Manager: (looking confused) So, are you going to have the transmission fixed?

Uh, did he really ask me that question?!

Me: yes. Just. Not. Here.

He gives the cashier the work order or something and walks away. The cashier begins ringing me up.

Cashier: Was it just too expensive?

Did she really just ask me that, too?!!

Why yes. Yes, she did.

Me: No. I'm just not convinced that our practically new transmission is the problem.

I may have been a little bitchy but, damn! I had been there fifteen minutes to pick up my car. And they were giving me the third degree, as if I were asking to take their car out for a spin. WTF?!!

Cashier raises her eyebrows, makes an "oh" with her mouth and tears the receipt off the machine for me to sign. By then I was too pissed to even act civilized. I just wanted my fucking keys to my car.

So, that was that.

And THEN I went to the bx to pick up some things. I stopped there because there is also a Starbucks in the mall and I'm a shameless addict who saves change left out and about by dh to cash in to buy more coffee. One stop shopping. This would be great!

First, an item I wanted to buy needed a price check. Ok. Someone comes back to tell me it's not for sale.

Me: but it was on the shelf…

Lady: it's just display.

Me: do you sell refills or ones that aren't just display?

Lady: no. We don't carry this item. It comes with the shampooer (I was trying to buy upholstery cleaner. The product was for Bissell. I have a Bissell…)

Me: but you don't sell refills?

Lady: no. this is just for display.

Since this encounter was pretty much riding on the heels of my exchange with the dealership, I was already aggravated. I may have been a little short with the cashier, who had absolutely nothing to do with the whole thing. But I was mad.

I take my shit and head out, hitting Starbucks on the way.

Barista: Welcome to yada yada, yada yada your order?

Me: I'll have a grande non-fat peppermint white chocolate mocha, please.

See, I wasn't so pissed yet that I forgot my manners completely.

Barista: I'm sorry but we're out of that right now.

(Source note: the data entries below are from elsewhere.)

//! Mapping of transport failures onto classification errors.

use std::time::Duration;

use webinfer_protocols::ClassificationError;

pub fn map_send_error(error: reqwest::Error) -> ClassificationError {
    if error.is_timeout() {
        ClassificationError::Timeout(Duration::ZERO)
    } else {
        ClassificationError::ProviderUnavailable(error.to_string())
    }
}

/// Read a non-success response into the matching error.
pub async fn error_from_response(response: reqwest::Response) -> ClassificationError {
    let status = response.status().as_u16();
    let retry_after = response
        .headers()
        .get(reqwest::header::RETRY_AFTER)
        .and_then(|v| v.to_str().ok())
        .and_then(|v| v.trim().parse::<u64>().ok())
        .map(Duration::from_secs);
    let body = response.text().await.unwrap_or_default();
    ClassificationError::from_status(status, &body, retry_after)
}
//! # Web Inference Protocols
//!
//! Core data model and protocol definitions (traits) for the web inference pipeline.
//! Contains the types shared by every crate and the interfaces that backends implement.
//!
//! ## Core Traits
//!
//! - [`Classifier`] - Trait for LLM-backed section classifiers
//! - [`KnowledgeStore`] - Trait for inference and pattern persistence

pub mod classifier;
pub mod error;
pub mod store;
pub mod types;

// Re-export core traits
pub use classifier::{
    Classification, ClassificationContext, ClassificationRequest, Classifier,
};
pub use error::{ClassificationError, StoreError};
pub use store::KnowledgeStore;
pub use types::*;
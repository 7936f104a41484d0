//! Cross-site label distributions keyed by structural signature.

use std::collections::BTreeMap;

use chrono::{DateTime, Utc};
use serde::{Deserialize, Serialize};

/// Accumulated evidence for one label of a pattern.
#[derive(Debug, Clone, PartialEq, Serialize, Deserialize)]
pub struct LabelStats {
    /// Sum of observed confidences.
    pub weight: f64,
    pub sample_count: u64,
    /// Running average confidence (`weight / sample_count`).
    pub mean_confidence: f64,
    pub last_seen: DateTime<Utc>,
}

/// Aggregated generalization for a structural signature.
#[derive(Debug, Clone, PartialEq, Serialize, Deserialize)]
pub struct Pattern {
    pub structural_signature: String,
    pub labels: BTreeMap<String, LabelStats>,
    pub updated_at: DateTime<Utc>,
}

/// The label a pattern currently stands for.
#[derive(Debug, Clone, PartialEq, Serialize, Deserialize)]
pub struct DominantLabel {
    pub label: String,
    /// Mean confidence of the label scaled by its share of the total weight.
    pub aggregate_confidence: f64,
    pub sample_count: u64,
}

impl Pattern {
    pub fn new(structural_signature: impl Into<String>) -> Self {
        Self {
            structural_signature: structural_signature.into(),
            labels: BTreeMap::new(),
            updated_at: Utc::now(),
        }
    }

    /// Fold one confirmed observation into the distribution.
    pub fn observe(&mut self, label: &str, confidence: f64, at: DateTime<Utc>) {
        let confidence = confidence.clamp(0.0, 1.0);
        let stats = self
            .labels
            .entry(label.to_string())
            .or_insert_with(|| LabelStats {
                weight: 0.0,
                sample_count: 0,
                mean_confidence: 0.0,
                last_seen: at,
            });

        stats.weight += confidence;
        stats.sample_count += 1;
        stats.mean_confidence = stats.weight / stats.sample_count as f64;
        if at > stats.last_seen {
            stats.last_seen = at;
        }
        if at > self.updated_at {
            self.updated_at = at;
        }
    }

    /// Total observations across all labels.
    pub fn sample_count(&self) -> u64 {
        self.labels.values().map(|s| s.sample_count).sum()
    }

    pub fn total_weight(&self) -> f64 {
        self.labels.values().map(|s| s.weight).sum()
    }

    /// Label with the highest accumulated weight; ties go to the most recently seen.
    pub fn dominant(&self) -> Option<DominantLabel> {
        let (label, stats) = self.labels.iter().max_by(|(_, a), (_, b)| {
            a.weight
                .partial_cmp(&b.weight)
                .unwrap_or(std::cmp::Ordering::Equal)
                .then_with(|| a.last_seen.cmp(&b.last_seen))
        })?;

        Some(DominantLabel {
            label: label.clone(),
            aggregate_confidence: self.aggregate_confidence(label),
            sample_count: stats.sample_count,
        })
    }

    /// Mean confidence of `label` scaled by its share of the total weight.
    pub fn aggregate_confidence(&self, label: &str) -> f64 {
        let Some(stats) = self.labels.get(label) else {
            return 0.0;
        };
        let total = self.total_weight();
        if total > 0.0 {
            stats.mean_confidence * (stats.weight / total)
        } else {
            0.0
        }
    }

    /// Dominant label, if it clears both reuse thresholds (strictly).
    pub fn reusable(&self, confidence_threshold: f64, min_support: u64) -> Option<DominantLabel> {
        self.dominant().filter(|d| {
            d.aggregate_confidence > confidence_threshold && d.sample_count > min_support
        })
    }
}

#[cfg(test)]
#[path = "pattern_tests.rs"]
mod tests;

Me: (trying to direct daggers from my eyes away from her heart) Are you serious?

Barista: I'm sorry. But we have regular mocha. Would you like to try that?

In my head: Are you fucking kidding me? A mocha is NOT the same thing as a peppermint white chocolate mocha. At all. They just have one word in common. They don't taste anything alike. Not to me, anyways.

Me: (shuffling the girls out the door) No. No, I don't.

I may have added, "have a good day." But everything at that point became hazy.

So, to recap:

Dealership sucks donkey balls

Bx sucks donkey balls

And How dare anyone compare a PWCM to a regular mocha?

Balls.


3 comments:

Anonymous said...

LMAO.. yeah, I've had one of those days!! Hope something good finally happened for you!

Rachel said...

Awwww poor baby!
Wow, you really had a rough day with the customer service industry. I'm sorry.
I don't know the difference between any of those coffees but I'll take your word for it.
So sorry! I hope it isn't your transmission and that it's easily fixed!!

Leslie said...

Def. not the same as the peppermint! That really sucks! Hope today is better.